Ed. Note:  This article is written  by Attorney Bob Brazil, our firm’s anglerphile,  who first broadcast this information on “Law Matters”, our Wednesday show on Magic 97.7, on April 6, 2011.
Trout season begins in Vermont on April 9th this year, and there is one major change in the law that anglers should know about.  Effective April 1, 2011,  there is ban on the  “use of external felt-soled waders and boots in the waters of Vermont”.  Excepted from the ban are state and federal employees and emergency personnel “in the discharge of official duties” 

Vermont joins several other states, including Alaska and Maryland, in banning the popular waders.  New Hampshire has not imposed a ban as of this writing.

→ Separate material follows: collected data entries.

//! Rendering for committed measurements and the live preview.
//!
//! Shapes are immediate-mode gizmos and labels are screen-anchored egui
//! areas, so everything is redrawn in full every frame; window resizes and
//! camera changes need no special handling.

use bevy::gizmos::config::{GizmoConfigGroup, GizmoConfigStore};
use bevy::gizmos::prelude::*;
use bevy::prelude::*;
use bevy_egui::{egui, EguiContexts};

use crate::constants::{MEASUREMENT_LABEL_SIZE, MEASUREMENT_STROKE_WIDTH};
use crate::theme;

use super::super::params::CameraParams;
use super::super::session::ImageSession;
use super::super::tools::CurrentTool;
use super::geometry::{distance, midpoint};
use super::measurement::{length_label, radius_label, Measurement};
use super::state::MeasureGesture;
use super::MeasurementStore;

/// Gizmo group for the measurement overlay (fixed 2px stroke)
#[derive(Default, Reflect, GizmoConfigGroup)]
pub struct MeasurementGizmoGroup;

pub fn configure_measurement_gizmos(mut config_store: ResMut<GizmoConfigStore>) {
    let (config, _) = config_store.config_mut::<MeasurementGizmoGroup>();
    config.line.width = MEASUREMENT_STROKE_WIDTH;
}

/// Label text with its image-space anchor. Angle legs each carry their own
/// length label in addition to the angle at the vertex, mirroring how the
/// legs are drawn as rulers.
pub fn label_entries(measurement: &Measurement) -> Vec<(Vec2, String)> {
    match *measurement {
        Measurement::Ruler { start, end } => {
            vec![(
                midpoint(start, end) + Vec2::new(5.0, -5.0),
                length_label(distance(start, end)),
            )]
        }
        Measurement::Circle { center, edge } => {
            let radius = distance(center, edge);
            vec![(
                center + Vec2::new(radius + 5.0, 0.0),
                radius_label(radius),
            )]
        }
        Measurement::Angle { a, vertex, b } => {
            let mut entries = vec![
                (
                    midpoint(a, vertex) + Vec2::new(5.0, -5.0),
                    length_label(distance(a, vertex)),
                ),
                (
                    midpoint(vertex, b) + Vec2::new(5.0, -5.0),
                    length_label(distance(vertex, b)),
                ),
            ];
            if let Some(label) = measurement.primary_label() {
                entries.push((vertex + Vec2::new(10.0, 10.0), label));
            }
            entries
        }
    }
}

fn draw_measurement(
    gizmos: &mut Gizmos<MeasurementGizmoGroup>,
    loaded: &super::super::session::LoadedImage,
    measurement: &Measurement,
    color: Color,
) {
    match *measurement {
        Measurement::Ruler { start, end } => {
            gizmos.line_2d(loaded.image_to_world(start), loaded.image_to_world(end), color);
        }
        Measurement::Circle { center, edge } => {
            gizmos.circle_2d(
                Isometry2d::from_translation(loaded.image_to_world(center)),
                distance(center, edge),
                color,
            );
        }
        Measurement::Angle { a, vertex, b } => {
            let vertex_world = loaded.image_to_world(vertex);
            gizmos.line_2d(loaded.image_to_world(a), vertex_world, color);
            gizmos.line_2d(vertex_world, loaded.image_to_world(b), color);
        }
    }
}

pub fn render_measurements(
    mut gizmos: Gizmos<MeasurementGizmoGroup>,
    store: Res<MeasurementStore>,
    session: Res<ImageSession>,
) {
    let Some(ref loaded) = session.current else {
        return;
    };

    for measurement in store.iter() {
        draw_measurement(&mut gizmos, loaded, measurement, theme::MEASUREMENT_COLOR);
    }
}

pub fn render_preview(
    mut gizmos: Gizmos<MeasurementGizmoGroup>,
    gesture: Res<MeasureGesture>,
    current_tool: Res<CurrentTool>,
    session: Res<ImageSession>,
    camera: CameraParams,
) {
    let Some(ref loaded) = session.current else {
        return;
    };

    let Some(world_pos) = camera.cursor_world_pos() else {
        return;
    };
    let cursor = loaded.world_to_image(world_pos);

    let Some(preview) = gesture.preview(current_tool.tool, cursor) else {
        return;
    };

    let preview_color = theme::MEASUREMENT_COLOR.with_alpha(theme::PREVIEW_ALPHA);
    draw_measurement(&mut gizmos, loaded, &preview, preview_color);
}

/// Render numeric labels for committed measurements and the preview as
/// screen-anchored egui areas.
pub fn measurement_labels(
    mut contexts: EguiContexts,
    camera: CameraParams,
    session: Res<ImageSession>,
    store: Res<MeasurementStore>,
    gesture: Res<MeasureGesture>,
    current_tool: Res<CurrentTool>,
) {
    let Some(ref loaded) = session.current else {
        return;
    };

    let mut to_label: Vec<(Vec2, String)> = Vec::new();
    for measurement in store.iter() {
        to_label.extend(label_entries(measurement));
    }

    let cursor = camera
        .cursor_world_pos()
        .map(|world| loaded.world_to_image(world));
    if let Some(cursor) = cursor
        && let Some(preview) = gesture.preview(current_tool.tool, cursor)
    {
        to_label.extend(label_entries(&preview));
    }

    if to_label.is_empty() {
        return;
    }

    // Resolve screen positions before borrowing the egui context
    let mut placed: Vec<(Vec2, String)> = Vec::new();
    for (anchor, text) in to_label {
        let world = loaded.image_to_world(anchor);
        if let Some(screen_pos) = camera.world_to_viewport(world) {
            placed.push((screen_pos, text));
        }
    }

    let Ok(ctx) = contexts.ctx_mut() else {
        return;
    };

    for (index, (screen_pos, text)) in placed.iter().enumerate() {
        egui::Area::new(egui::Id::new(("measurement_label", index)))
            .fixed_pos(egui::pos2(screen_pos.x, screen_pos.y))
            .pivot(egui::Align2::LEFT_CENTER)
            .interactable(false)
            .show(ctx, |ui| {
                ui.label(
                    egui::RichText::new(text)
                        .color(theme::MEASUREMENT_LABEL_COLOR)
                        .size(MEASUREMENT_LABEL_SIZE),
                );
            });
    }
}

#[cfg(test)]
mod tests {
    use super::*;

    #[test]
    fn test_ruler_label_sits_off_the_midpoint() {
        let m = Measurement::Ruler {
            start: Vec2::new(0.0, 0.0),
            end: Vec2::new(10.0, 0.0),
        };
        let entries = label_entries(&m);
        assert_eq!(entries.len(), 1);
        assert_eq!(entries[0].0, Vec2::new(10.0, -5.0));
        assert_eq!(entries[0].1, "10.0px");
    }

    #[test]
    fn test_circle_label_sits_right_of_the_edge() {
        let m = Measurement::Circle {
            center: Vec2::new(10.0, 10.0),
            edge: Vec2::new(10.0, 13.0),
        };
        let entries = label_entries(&m);
        assert_eq!(entries.len(), 1);
        assert_eq!(entries[0].0, Vec2::new(18.0, 10.0));
        assert_eq!(entries[0].1, "r: 3.0px");
    }

    #[test]
    fn test_angle_labels_both_legs_and_vertex() {
        let m = Measurement::Angle {
            a: Vec2::new(0.0, 0.0),
            vertex: Vec2::new(4.0, 0.0),
            b: Vec2::new(4.0, 3.0),
        };
        let entries = label_entries(&m);
        assert_eq!(entries.len(), 3);
        assert_eq!(entries[0].1, "4.0px");
        assert_eq!(entries[1].1, "3.0px");
        assert_eq!(entries[2].1, "90.0°");
        assert_eq!(entries[2].0, Vec2::new(14.0, 10.0));
    }

    #[test]
    fn test_degenerate_angle_skips_the_angle_label() {
        let v = Vec2::new(4.0, 0.0);
        let m = Measurement::Angle {
            a: v,
            vertex: v,
            b: Vec2::new(4.0, 3.0),
        };
        // Leg labels remain; the angle value is undefined
        let entries = label_entries(&m);
        assert_eq!(entries.len(), 2);
        assert!(entries.iter().all(|(_, text)| !text.contains('°')));
    }
}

The reason?  The ban seeks to avoid further spreading of invasive species, particularly “whirling disease”, a  parasite that causes skeletal deformation and neurological damage in salmanoids, which can devastate a fish population.   The ban also seeks to stop the spread of didymosphenia geminata algae— commonly referred to as “didymo” and less pleasantly but more descriptively named “rock snot”.  The algae were first discovered in Connecticut River near Bloomfield Vermont in 2007, and has since been found in the White, Mad,  and Gihon Rivers; as well as the East Branch of the Passumpsic River.  This algae can be spread in a single drop of water; and it affects sources of food for fish such as mayflies, caddises and stoneflies. There is no proven method of eradication. 
Felt is problematic because it is difficult to clean and disinfect, and the woven fibers create pockets where algae cells can live and be transported to other streams and lakes where the angler uses the waders. It should be noted that felt waders are banned for anyone using them in waters, including duck hunters. 

If you are found to be using the waders,  you will be assessed 5 points on your hunting/fishing license, and $130.00 fine.  Since you lose your license if you are assessed 10 points or more,   this infraction is serious.

Even though there is no legal requirement to do so,  anglers should clean thoroughly their rubber soles, boat bottoms and other equipment, using detergent or bleach/water solution, to halt the spread of these two harmful species.